Count how many lines of the material below have the word "format" and give only the number.

--- Data to use ---

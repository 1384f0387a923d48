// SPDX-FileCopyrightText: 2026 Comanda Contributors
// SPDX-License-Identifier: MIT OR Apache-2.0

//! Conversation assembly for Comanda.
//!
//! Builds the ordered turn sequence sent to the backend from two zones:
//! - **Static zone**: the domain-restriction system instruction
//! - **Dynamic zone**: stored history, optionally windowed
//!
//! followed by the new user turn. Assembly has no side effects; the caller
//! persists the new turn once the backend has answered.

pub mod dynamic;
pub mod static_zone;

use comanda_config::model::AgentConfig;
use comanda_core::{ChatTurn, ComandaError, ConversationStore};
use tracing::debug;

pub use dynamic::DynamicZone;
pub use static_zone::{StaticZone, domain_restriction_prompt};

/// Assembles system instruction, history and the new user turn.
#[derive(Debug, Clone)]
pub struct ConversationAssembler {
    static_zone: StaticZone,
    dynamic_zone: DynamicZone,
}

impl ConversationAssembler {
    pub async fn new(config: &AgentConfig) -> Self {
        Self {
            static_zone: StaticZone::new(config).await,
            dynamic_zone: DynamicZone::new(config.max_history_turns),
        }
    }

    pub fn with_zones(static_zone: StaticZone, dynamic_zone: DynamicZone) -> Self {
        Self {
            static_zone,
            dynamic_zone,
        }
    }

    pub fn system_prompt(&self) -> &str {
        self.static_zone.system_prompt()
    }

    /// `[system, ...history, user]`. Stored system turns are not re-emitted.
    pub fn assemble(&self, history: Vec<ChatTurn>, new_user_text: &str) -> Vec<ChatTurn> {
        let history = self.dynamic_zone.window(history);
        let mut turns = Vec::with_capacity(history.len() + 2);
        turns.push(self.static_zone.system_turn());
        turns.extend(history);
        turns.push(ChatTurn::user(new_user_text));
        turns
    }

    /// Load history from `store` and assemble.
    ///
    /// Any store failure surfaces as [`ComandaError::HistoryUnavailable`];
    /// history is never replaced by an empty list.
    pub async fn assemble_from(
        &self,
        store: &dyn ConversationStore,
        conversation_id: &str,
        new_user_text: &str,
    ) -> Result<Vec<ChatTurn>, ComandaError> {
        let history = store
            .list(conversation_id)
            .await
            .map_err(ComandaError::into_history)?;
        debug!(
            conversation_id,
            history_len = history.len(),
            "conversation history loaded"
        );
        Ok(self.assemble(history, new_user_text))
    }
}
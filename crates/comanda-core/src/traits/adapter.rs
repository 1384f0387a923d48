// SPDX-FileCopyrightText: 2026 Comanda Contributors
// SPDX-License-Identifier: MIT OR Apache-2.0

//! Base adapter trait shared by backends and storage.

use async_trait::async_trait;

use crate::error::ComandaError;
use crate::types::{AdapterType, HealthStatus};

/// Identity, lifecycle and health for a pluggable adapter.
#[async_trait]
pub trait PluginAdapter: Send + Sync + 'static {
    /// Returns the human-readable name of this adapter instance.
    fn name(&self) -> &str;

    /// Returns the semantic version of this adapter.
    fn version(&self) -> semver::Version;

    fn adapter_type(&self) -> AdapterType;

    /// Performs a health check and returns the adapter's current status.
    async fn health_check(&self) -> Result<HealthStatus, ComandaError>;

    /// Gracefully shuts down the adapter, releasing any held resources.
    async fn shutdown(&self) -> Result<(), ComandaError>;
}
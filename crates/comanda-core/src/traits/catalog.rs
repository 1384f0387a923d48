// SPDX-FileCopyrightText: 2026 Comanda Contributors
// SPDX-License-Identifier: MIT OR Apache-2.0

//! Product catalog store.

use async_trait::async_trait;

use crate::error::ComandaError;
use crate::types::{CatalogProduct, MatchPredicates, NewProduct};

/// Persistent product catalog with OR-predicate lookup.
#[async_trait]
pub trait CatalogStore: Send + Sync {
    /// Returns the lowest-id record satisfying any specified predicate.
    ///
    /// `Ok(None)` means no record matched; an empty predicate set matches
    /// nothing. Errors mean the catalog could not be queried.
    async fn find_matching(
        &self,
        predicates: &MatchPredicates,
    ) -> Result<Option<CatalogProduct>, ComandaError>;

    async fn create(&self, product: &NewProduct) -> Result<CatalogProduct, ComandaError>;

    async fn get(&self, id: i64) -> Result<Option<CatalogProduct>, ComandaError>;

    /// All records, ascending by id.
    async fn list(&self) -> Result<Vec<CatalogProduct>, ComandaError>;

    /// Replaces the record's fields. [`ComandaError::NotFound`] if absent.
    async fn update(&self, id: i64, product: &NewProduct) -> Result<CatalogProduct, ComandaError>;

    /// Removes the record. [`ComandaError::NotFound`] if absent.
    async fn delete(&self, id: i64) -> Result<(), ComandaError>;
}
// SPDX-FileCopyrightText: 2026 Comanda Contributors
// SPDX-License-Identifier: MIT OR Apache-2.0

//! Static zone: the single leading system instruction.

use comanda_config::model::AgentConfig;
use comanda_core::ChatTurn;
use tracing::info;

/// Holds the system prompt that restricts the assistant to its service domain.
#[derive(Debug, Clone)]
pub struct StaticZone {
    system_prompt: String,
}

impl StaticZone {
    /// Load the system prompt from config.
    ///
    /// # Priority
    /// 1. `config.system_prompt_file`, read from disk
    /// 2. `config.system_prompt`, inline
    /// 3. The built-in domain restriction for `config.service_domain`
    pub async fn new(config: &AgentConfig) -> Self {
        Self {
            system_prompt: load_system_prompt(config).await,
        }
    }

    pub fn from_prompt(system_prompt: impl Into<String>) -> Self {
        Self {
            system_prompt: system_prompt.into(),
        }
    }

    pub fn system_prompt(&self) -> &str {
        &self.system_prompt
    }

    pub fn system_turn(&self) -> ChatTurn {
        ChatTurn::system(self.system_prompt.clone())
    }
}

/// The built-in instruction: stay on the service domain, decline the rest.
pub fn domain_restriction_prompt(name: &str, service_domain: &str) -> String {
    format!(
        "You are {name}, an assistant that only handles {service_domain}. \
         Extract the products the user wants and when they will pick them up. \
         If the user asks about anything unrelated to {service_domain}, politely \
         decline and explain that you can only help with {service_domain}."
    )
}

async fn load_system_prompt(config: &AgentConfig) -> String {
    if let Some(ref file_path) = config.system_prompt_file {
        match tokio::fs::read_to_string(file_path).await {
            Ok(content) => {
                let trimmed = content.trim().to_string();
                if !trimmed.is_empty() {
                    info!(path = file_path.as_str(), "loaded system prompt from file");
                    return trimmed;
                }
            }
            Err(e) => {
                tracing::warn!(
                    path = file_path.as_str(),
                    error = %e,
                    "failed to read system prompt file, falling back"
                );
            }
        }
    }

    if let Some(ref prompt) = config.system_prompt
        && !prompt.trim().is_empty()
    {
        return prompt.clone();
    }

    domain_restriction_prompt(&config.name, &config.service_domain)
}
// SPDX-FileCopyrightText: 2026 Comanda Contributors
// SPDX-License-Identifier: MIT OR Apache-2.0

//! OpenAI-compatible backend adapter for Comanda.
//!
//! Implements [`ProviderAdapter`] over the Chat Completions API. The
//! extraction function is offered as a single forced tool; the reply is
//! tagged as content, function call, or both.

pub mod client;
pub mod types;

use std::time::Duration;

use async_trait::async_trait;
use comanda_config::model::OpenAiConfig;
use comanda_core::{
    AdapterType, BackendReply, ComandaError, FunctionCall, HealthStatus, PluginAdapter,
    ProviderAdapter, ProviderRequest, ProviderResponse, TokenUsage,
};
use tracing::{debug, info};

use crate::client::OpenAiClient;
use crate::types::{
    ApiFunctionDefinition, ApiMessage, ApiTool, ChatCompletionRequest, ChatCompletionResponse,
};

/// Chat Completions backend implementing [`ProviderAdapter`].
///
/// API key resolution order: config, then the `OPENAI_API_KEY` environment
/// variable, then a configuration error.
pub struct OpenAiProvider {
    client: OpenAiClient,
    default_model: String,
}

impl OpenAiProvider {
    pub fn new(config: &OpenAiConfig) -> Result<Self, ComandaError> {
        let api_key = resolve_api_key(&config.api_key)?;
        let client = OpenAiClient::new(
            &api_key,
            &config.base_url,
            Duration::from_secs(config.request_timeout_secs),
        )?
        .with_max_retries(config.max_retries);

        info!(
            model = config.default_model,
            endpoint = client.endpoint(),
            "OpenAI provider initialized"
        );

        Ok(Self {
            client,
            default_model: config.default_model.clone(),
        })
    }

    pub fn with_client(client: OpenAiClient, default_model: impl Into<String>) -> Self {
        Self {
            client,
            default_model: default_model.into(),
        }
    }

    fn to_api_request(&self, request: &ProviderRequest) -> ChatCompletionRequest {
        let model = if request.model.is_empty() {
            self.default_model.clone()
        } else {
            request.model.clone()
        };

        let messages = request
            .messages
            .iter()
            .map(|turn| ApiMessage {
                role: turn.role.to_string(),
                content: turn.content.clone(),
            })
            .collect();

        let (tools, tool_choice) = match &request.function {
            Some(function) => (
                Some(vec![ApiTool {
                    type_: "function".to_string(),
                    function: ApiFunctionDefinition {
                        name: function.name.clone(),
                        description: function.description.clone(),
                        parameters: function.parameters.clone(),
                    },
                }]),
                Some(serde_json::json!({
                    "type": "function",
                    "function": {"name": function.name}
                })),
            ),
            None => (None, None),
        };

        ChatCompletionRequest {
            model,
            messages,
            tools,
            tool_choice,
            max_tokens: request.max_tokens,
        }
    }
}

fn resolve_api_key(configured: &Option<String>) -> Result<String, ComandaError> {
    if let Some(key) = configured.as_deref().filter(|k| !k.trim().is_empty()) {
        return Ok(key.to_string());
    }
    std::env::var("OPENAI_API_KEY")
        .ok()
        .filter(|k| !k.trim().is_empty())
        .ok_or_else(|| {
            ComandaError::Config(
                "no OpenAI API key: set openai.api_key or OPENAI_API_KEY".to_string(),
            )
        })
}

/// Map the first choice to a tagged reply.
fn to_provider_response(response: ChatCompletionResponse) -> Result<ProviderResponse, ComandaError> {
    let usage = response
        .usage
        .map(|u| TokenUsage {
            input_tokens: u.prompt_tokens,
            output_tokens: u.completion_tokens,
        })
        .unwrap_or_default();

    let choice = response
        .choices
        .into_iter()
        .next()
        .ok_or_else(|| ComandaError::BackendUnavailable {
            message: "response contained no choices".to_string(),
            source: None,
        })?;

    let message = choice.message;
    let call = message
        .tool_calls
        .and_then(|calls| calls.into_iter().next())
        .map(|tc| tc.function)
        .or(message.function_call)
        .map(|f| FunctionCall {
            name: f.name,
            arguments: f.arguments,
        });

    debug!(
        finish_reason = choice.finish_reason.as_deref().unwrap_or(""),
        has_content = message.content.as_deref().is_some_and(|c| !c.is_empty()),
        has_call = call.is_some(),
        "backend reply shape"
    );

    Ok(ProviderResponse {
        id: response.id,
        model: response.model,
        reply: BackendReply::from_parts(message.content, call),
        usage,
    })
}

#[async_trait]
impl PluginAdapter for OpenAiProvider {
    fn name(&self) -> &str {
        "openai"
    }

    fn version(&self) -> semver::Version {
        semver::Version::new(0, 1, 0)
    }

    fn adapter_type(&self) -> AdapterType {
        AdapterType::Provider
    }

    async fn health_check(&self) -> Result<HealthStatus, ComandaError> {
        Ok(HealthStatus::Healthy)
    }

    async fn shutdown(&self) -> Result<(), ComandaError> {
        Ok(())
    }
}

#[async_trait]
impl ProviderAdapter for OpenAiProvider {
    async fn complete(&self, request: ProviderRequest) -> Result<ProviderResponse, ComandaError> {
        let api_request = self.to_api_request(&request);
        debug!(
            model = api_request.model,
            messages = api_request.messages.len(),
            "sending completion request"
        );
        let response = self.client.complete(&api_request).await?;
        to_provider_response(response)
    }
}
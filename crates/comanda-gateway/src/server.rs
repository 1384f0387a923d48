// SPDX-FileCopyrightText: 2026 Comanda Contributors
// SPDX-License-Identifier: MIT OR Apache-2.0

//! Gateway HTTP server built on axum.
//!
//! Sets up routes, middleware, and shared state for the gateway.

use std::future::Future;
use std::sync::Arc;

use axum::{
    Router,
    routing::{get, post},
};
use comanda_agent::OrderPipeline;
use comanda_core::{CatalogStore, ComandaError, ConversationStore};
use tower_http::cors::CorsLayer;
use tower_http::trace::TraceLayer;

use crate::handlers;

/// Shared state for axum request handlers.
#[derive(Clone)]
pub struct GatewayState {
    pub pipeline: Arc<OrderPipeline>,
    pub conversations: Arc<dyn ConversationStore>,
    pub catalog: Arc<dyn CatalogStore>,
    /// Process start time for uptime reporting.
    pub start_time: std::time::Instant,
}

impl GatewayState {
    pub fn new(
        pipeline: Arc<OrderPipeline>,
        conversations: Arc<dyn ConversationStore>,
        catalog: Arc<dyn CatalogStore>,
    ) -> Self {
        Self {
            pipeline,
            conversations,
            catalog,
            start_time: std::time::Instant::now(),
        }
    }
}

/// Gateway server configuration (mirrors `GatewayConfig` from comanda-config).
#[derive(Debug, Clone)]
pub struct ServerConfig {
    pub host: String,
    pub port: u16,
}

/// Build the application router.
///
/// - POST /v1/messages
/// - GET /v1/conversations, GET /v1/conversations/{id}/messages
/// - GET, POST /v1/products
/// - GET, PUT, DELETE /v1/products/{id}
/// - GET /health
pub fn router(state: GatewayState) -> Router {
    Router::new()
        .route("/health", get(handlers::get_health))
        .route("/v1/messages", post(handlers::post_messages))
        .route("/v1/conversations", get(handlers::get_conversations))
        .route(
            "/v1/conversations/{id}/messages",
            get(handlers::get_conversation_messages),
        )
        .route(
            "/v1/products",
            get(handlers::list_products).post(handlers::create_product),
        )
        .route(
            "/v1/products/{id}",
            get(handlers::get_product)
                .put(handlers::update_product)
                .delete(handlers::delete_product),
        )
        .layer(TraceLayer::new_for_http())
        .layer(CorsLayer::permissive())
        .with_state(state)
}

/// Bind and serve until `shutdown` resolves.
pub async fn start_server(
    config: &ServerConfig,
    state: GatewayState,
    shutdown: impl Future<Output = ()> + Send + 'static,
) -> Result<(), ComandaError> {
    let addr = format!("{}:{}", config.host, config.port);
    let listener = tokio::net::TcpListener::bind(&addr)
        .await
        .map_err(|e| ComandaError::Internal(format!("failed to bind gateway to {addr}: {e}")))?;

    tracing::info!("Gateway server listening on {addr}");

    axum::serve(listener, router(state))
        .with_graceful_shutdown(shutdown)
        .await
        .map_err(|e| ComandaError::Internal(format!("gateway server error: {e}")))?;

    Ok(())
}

---

**Answer to the problem**
4